Nitrome Games Limited is a British independent video game developer based in London. The company previously developed Flash and Unity games for web browsers, but now publishes and develops games across multiple platforms including mobile, Nintendo Switch, and PS4, with a few releases on Steam.

Their games are recognizable by the pixel art design and cartoon-like appearance, along with a jingle to the start of every game and the use of chiptune.
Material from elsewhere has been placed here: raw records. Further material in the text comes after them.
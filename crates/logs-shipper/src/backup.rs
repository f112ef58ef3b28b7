// Copyright 2023-Present Datadog, Inc. https://www.datadoghq.com/
// SPDX-License-Identifier: Apache-2.0

//! Durable file-backed store for records that could not be delivered.
//!
//! The file holds a single JSON array of [`LogRecord`]. Every mutation is a
//! read-modify-write of the whole file performed under an async mutex, so
//! concurrent writers from the flush path and the retry path queue up behind
//! each other instead of interleaving. The new content is written to a sibling
//! temporary file and renamed over the original, which means a reader never
//! sees a partially written array.

use std::io::ErrorKind;
use std::path::{Path, PathBuf};
use tokio::sync::Mutex;
use tracing::{debug, warn};

use crate::error::BackupError;
use crate::record::LogRecord;

#[derive(Debug)]
pub struct BackupStore {
    path: PathBuf,
    write_lock: Mutex<()>,
}

impl BackupStore {
    #[must_use]
    pub fn new(path: impl Into<PathBuf>) -> Self {
        BackupStore {
            path: path.into(),
            write_lock: Mutex::new(()),
        }
    }

    #[must_use]
    pub fn path(&self) -> &Path {
        &self.path
    }

    /// Reads the backed up records. A missing, unreadable, empty or invalid
    /// file yields an empty sequence.
    pub async fn load(&self) -> Vec<LogRecord> {
        let _guard = self.write_lock.lock().await;
        match self.read_records().await {
            Ok(records) => records,
            Err(e) => {
                warn!("LOGS | {}", e);
                Vec::new()
            }
        }
    }

    /// Appends one record to the backup file.
    pub async fn backup(&self, record: LogRecord) -> Result<(), BackupError> {
        self.backup_all(&[record]).await
    }

    /// Appends `records` to the backup file, preserving their order.
    ///
    /// A file that exists but cannot be read is left untouched and reported
    /// as an error.
    pub async fn backup_all(&self, records: &[LogRecord]) -> Result<(), BackupError> {
        if records.is_empty() {
            return Ok(());
        }
        let _guard = self.write_lock.lock().await;
        let mut stored = self.read_records().await?;
        stored.extend_from_slice(records);
        self.write_records(&stored).await?;
        debug!(
            "LOGS | Backup file {} now holds {} records",
            self.path.display(),
            stored.len()
        );
        Ok(())
    }

    /// Resets the backup file to an empty array.
    pub async fn truncate(&self) -> Result<(), BackupError> {
        let _guard = self.write_lock.lock().await;
        self.write_records(&[]).await
    }

    /// Loads every backed up record and truncates the file in one step.
    ///
    /// If the truncation fails the records are left in the file and an error
    /// is returned, so they are neither lost nor delivered twice.
    pub async fn take_all(&self) -> Result<Vec<LogRecord>, BackupError> {
        let _guard = self.write_lock.lock().await;
        let records = self.read_records().await?;
        self.write_records(&[]).await?;
        Ok(records)
    }

    /// Missing, blank and invalid files read as empty. Any other I/O error is
    /// returned so callers never overwrite a file they could not read.
    async fn read_records(&self) -> Result<Vec<LogRecord>, BackupError> {
        let bytes = match tokio::fs::read(&self.path).await {
            Ok(bytes) => bytes,
            Err(e) if e.kind() == ErrorKind::NotFound => return Ok(Vec::new()),
            Err(e) => return Err(self.io_error(e)),
        };

        if bytes.iter().all(u8::is_ascii_whitespace) {
            return Ok(Vec::new());
        }

        match serde_json::from_slice::<Vec<LogRecord>>(&bytes) {
            Ok(records) => Ok(records),
            Err(e) => {
                warn!(
                    "LOGS | Ignoring invalid backup file {}: {}",
                    self.path.display(),
                    e
                );
                Ok(Vec::new())
            }
        }
    }

    async fn write_records(&self, records: &[LogRecord]) -> Result<(), BackupError> {
        let data = serde_json::to_vec(records)?;

        if let Some(parent) = self.path.parent().filter(|p| !p.as_os_str().is_empty()) {
            tokio::fs::create_dir_all(parent)
                .await
                .map_err(|source| self.io_error(source))?;
        }

        let tmp_path = self.tmp_path();
        tokio::fs::write(&tmp_path, data)
            .await
            .map_err(|source| self.io_error(source))?;
        tokio::fs::rename(&tmp_path, &self.path)
            .await
            .map_err(|source| self.io_error(source))
    }

    fn tmp_path(&self) -> PathBuf {
        let mut name = self
            .path
            .file_name()
            .map(std::ffi::OsStr::to_os_string)
            .unwrap_or_default();
        name.push(".tmp");
        self.path.with_file_name(name)
    }

    fn io_error(&self, source: std::io::Error) -> BackupError {
        BackupError::Io {
            path: self.path.clone(),
            source,
        }
    }
}
// Copyright 2023-Present Datadog, Inc. https://www.datadoghq.com/
// SPDX-License-Identifier: Apache-2.0

use async_trait::async_trait;

use crate::record::RawRecord;
use crate::shipper::LogShipper;

/// Narrow interface a host logging framework adapter talks to.
#[async_trait]
pub trait LogTransport: Send + Sync {
    /// Hands over one record. `on_accepted` runs as soon as the record is
    /// queued, before it is delivered.
    fn log(&self, record: RawRecord, on_accepted: Box<dyn FnOnce() + Send>);

    /// Flushes what is pending and stops background work.
    async fn close(&self);
}

#[async_trait]
impl LogTransport for LogShipper {
    fn log(&self, record: RawRecord, on_accepted: Box<dyn FnOnce() + Send>) {
        self.enqueue(record);
        on_accepted();
    }

    async fn close(&self) {
        LogShipper::close(self).await;
    }
}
Nitrome was started on August 10th, 2004 by Matthew Annal and Heather Stancliffe, two graphic designers, intending to create games for mobile phones. Instead, the company began taking on commissions for Internet-based flash games. Some of Nitrome's games feature characters which are inspired by other characters from video games, TV shows, and various other sources. Nitrome's online games are published on their website, and were available to license on other websites such as Miniclip, MTV Arcade and PCH Games.

== History ==
Nitrome's creation stemmed from a conversation between Matthew Annal and Heather Stancliffe, in which Annal suggested that they make a game for mobile phones. Stancliffe was initially hesitant, but was persuaded that it could be a successful idea. The temporary website for their upcoming project was first launched on 3 April 2005, with a preview video of Chick Flick, their intended first game. Since then, Nitrome has made 146 flash games, and are venturing into mobile phone and PC gaming, as their current flash games aren't providing enough revenue. In September 2011, Annal was joined by his brother, Jonathan Roy Annal. On 24 November 2011 Nitrome released their 100th game, Nitrome Must Die, in which players shoot enemies from their previous 99 games. In 2015, Nitrome released their 140th game, Fluffball, a previously unreleased game from 2007. Their first published game, Ultimate Briefcase, was released in 2016. In 2017, a teaser for the game Bomb Chicken was released. In 2018, it was revealed that same game would arrive on the Nintendo Switch.

In May 2020, the company announced a partnership with Poki B.V, an Amsterdam-based online game publisher, in order to port their Flash-based games to HTML5.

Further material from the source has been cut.